▼▼▼
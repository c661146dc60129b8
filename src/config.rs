use anyhow::{anyhow, Result};
use serde::{Deserialize, Serialize};
use std::path::{Path, PathBuf};

use crate::embed::{
    EmbedParams, EmbedRenderer, TimerDelay, DEFAULT_MOUNT_DELAY_MS, VIMEO_PLAYER_BASE,
};

/// Files `Config::load` looks at, in order
pub const CONFIG_PATHS: [&str; 2] = ["teamup-video.toml", "config/teamup-video.toml"];

/// Video played on the landing page when none is configured
pub const DEFAULT_VIDEO_ID: &str = "1071247322";

/// Configuration for the TeamUp video front-end
#[derive(Debug, Clone, Serialize, Deserialize)]
pub struct Config {
    /// Where the catalog comes from and how pages address each other
    pub catalog: CatalogConfig,

    /// Embed widget settings
    pub embed: EmbedConfig,

    /// Player page behaviour
    pub player: PlayerConfig,

    /// HTTP server settings
    pub server: ServerConfig,

    /// Logging settings
    pub logging: LoggingConfig,
}

#[derive(Debug, Clone, Serialize, Deserialize)]
pub struct CatalogConfig {
    /// Data file location, either an http(s) URL or a local path
    pub source: String,

    /// Landing page name, target of the home page "Retry"
    #[serde(default = "default_home_page")]
    pub home_page: String,

    /// Catalog page name, target of "Back to Library"
    pub catalog_page: String,

    /// Player page name, target of card activation
    pub player_page: String,
}

#[derive(Debug, Clone, Serialize, Deserialize)]
pub struct EmbedConfig {
    /// Player endpoint the video id is appended to
    pub base_url: String,

    /// Default query parameters, in order
    pub params: EmbedParams,
}

#[derive(Debug, Clone, Serialize, Deserialize)]
pub struct PlayerConfig {
    /// Pause before the loading indicator is swapped for the frame
    pub mount_delay_ms: u64,

    /// Suffix of the page title, "<video title> - <site name>"
    pub site_name: String,

    /// Featured video mounted on the landing page
    #[serde(default = "default_video_id")]
    pub default_video_id: String,
}

fn default_home_page() -> String {
    "index.html".to_string()
}

fn default_video_id() -> String {
    DEFAULT_VIDEO_ID.to_string()
}

#[derive(Debug, Clone, Serialize, Deserialize)]
pub struct ServerConfig {
    pub port: u16,

    /// Directory with stylesheets and images served as-is
    #[serde(default, skip_serializing_if = "Option::is_none")]
    pub static_dir: Option<PathBuf>,
}

#[derive(Debug, Clone, Serialize, Deserialize)]
pub struct LoggingConfig {
    /// Default filter directive when RUST_LOG is unset
    pub level: String,
}

impl Config {
    /// Load configuration from file
    pub fn load() -> Result<Self> {
        Self::load_first(&CONFIG_PATHS)
    }

    /// First existing file of `paths`, or the environment when none exists.
    /// A file that exists but does not parse is an error, not a fallback.
    pub fn load_first<P: AsRef<Path>>(paths: &[P]) -> Result<Self> {
        for path in paths {
            let path = path.as_ref();
            if let Ok(config_str) = std::fs::read_to_string(path) {
                let config: Self = toml::from_str(&config_str).map_err(|e| {
                    anyhow!("Failed to parse config file {}: {}", path.display(), e)
                })?;
                tracing::info!("📄 Loaded configuration from: {}", path.display());
                return Ok(config);
            }
        }

        Self::from_env()
    }

    /// Load configuration from a specific file
    pub fn load_from(path: &str) -> Result<Self> {
        let config_str = std::fs::read_to_string(path)
            .map_err(|e| anyhow!("Cannot read config file {}: {}", path, e))?;
        let config = toml::from_str(&config_str)?;
        tracing::info!("📄 Loaded configuration from: {}", path);
        Ok(config)
    }

    /// Defaults overridden by environment variables
    pub fn from_env() -> Result<Self> {
        let mut config = Self::default();

        if let Ok(source) = std::env::var("TEAMUP_VIDEO_SOURCE") {
            config.catalog.source = source;
        }

        if let Ok(port) = std::env::var("TEAMUP_VIDEO_PORT") {
            config.server.port = port
                .parse()
                .map_err(|e| anyhow!("Invalid TEAMUP_VIDEO_PORT {}: {}", port, e))?;
        }

        if let Ok(level) = std::env::var("TEAMUP_VIDEO_LOG_LEVEL") {
            config.logging.level = level;
        }

        if let Ok(color) = std::env::var("TEAMUP_VIDEO_EMBED_COLOR") {
            config.embed.params.set("color", color);
        }

        Ok(config)
    }

    /// Save configuration to file
    pub fn save(&self, path: &str) -> Result<()> {
        let config_str = toml::to_string_pretty(self)?;
        std::fs::write(path, config_str)?;
        tracing::info!("💾 Configuration saved to: {}", path);
        Ok(())
    }

    /// Validate configuration
    pub fn validate(&self) -> Result<()> {
        if self.catalog.source.trim().is_empty() {
            return Err(anyhow!("catalog.source must not be empty"));
        }

        let pages = [
            &self.catalog.home_page,
            &self.catalog.catalog_page,
            &self.catalog.player_page,
        ];
        if pages.iter().any(|page| page.is_empty()) {
            return Err(anyhow!("catalog page names must not be empty"));
        }
        if pages[0] == pages[1] || pages[0] == pages[2] || pages[1] == pages[2] {
            return Err(anyhow!("home, catalog and player pages must be distinct"));
        }

        url::Url::parse(&self.embed.base_url)
            .map_err(|e| anyhow!("embed.base_url is not a valid URL: {}", e))?;

        if self.server.port == 0 {
            return Err(anyhow!("server.port must be greater than 0"));
        }

        tracing::debug!("✅ Configuration validation passed");
        Ok(())
    }

    /// Embed renderer built from the configured defaults
    pub fn embed_renderer(&self) -> EmbedRenderer {
        EmbedRenderer::new(self.embed.base_url.clone(), self.embed.params.clone())
    }

    /// Mount delay for interactive surfaces
    pub fn mount_delay(&self) -> TimerDelay {
        TimerDelay::from_millis(self.player.mount_delay_ms)
    }

    /// Get runtime configuration summary
    pub fn summary(&self) -> String {
        format!(
            "TeamUp Video Configuration:\n\
            - Catalog Source: {}\n\
            - Pages: {} / {} / {}\n\
            - Embed Base: {}\n\
            - Embed Params: {}\n\
            - Mount Delay: {}ms\n\
            - Featured Video: {}\n\
            - Server Port: {}",
            self.catalog.source,
            self.catalog.home_page,
            self.catalog.catalog_page,
            self.catalog.player_page,
            self.embed.base_url,
            self.embed.params.to_query(),
            self.player.mount_delay_ms,
            self.player.default_video_id,
            self.server.port
        )
    }
}

impl Default for Config {
    fn default() -> Self {
        Self {
            catalog: CatalogConfig {
                source: "videos.json".to_string(),
                home_page: default_home_page(),
                catalog_page: "library.html".to_string(),
                player_page: "watch.html".to_string(),
            },
            embed: EmbedConfig {
                base_url: VIMEO_PLAYER_BASE.to_string(),
                params: EmbedParams::default(),
            },
            player: PlayerConfig {
                mount_delay_ms: DEFAULT_MOUNT_DELAY_MS,
                site_name: "TeamUp".to_string(),
                default_video_id: default_video_id(),
            },
            server: ServerConfig {
                port: 8080,
                static_dir: None,
            },
            logging: LoggingConfig {
                level: "info".to_string(),
            },
        }
    }
}

/// Configuration builder for programmatic config creation
pub struct ConfigBuilder {
    config: Config,
}

impl ConfigBuilder {
    pub fn new() -> Self {
        Self {
            config: Config::default(),
        }
    }

    pub fn with_source(mut self, source: impl Into<String>) -> Self {
        self.config.catalog.source = source.into();
        self
    }

    pub fn with_player_page(mut self, page: impl Into<String>) -> Self {
        self.config.catalog.player_page = page.into();
        self
    }

    pub fn with_embed_param(mut self, key: &str, value: impl ToString) -> Self {
        self.config.embed.params.set(key, value);
        self
    }

    pub fn with_default_video(mut self, id: impl Into<String>) -> Self {
        self.config.player.default_video_id = id.into();
        self
    }

    pub fn with_mount_delay_ms(mut self, millis: u64) -> Self {
        self.config.player.mount_delay_ms = millis;
        self
    }

    pub fn with_port(mut self, port: u16) -> Self {
        self.config.server.port = port;
        self
    }

    pub fn with_static_dir(mut self, dir: PathBuf) -> Self {
        self.config.server.static_dir = Some(dir);
        self
    }

    pub fn build(self) -> Config {
        self.config
    }
}

impl Default for ConfigBuilder {
    fn default() -> Self {
        Self::new()
    }
}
▲▲▲
About this exercise: Scan the records above and show every line in which the word "ServerConfig" occurs.

Problem solution:
    pub server: ServerConfig,
pub struct ServerConfig {
            server: ServerConfig {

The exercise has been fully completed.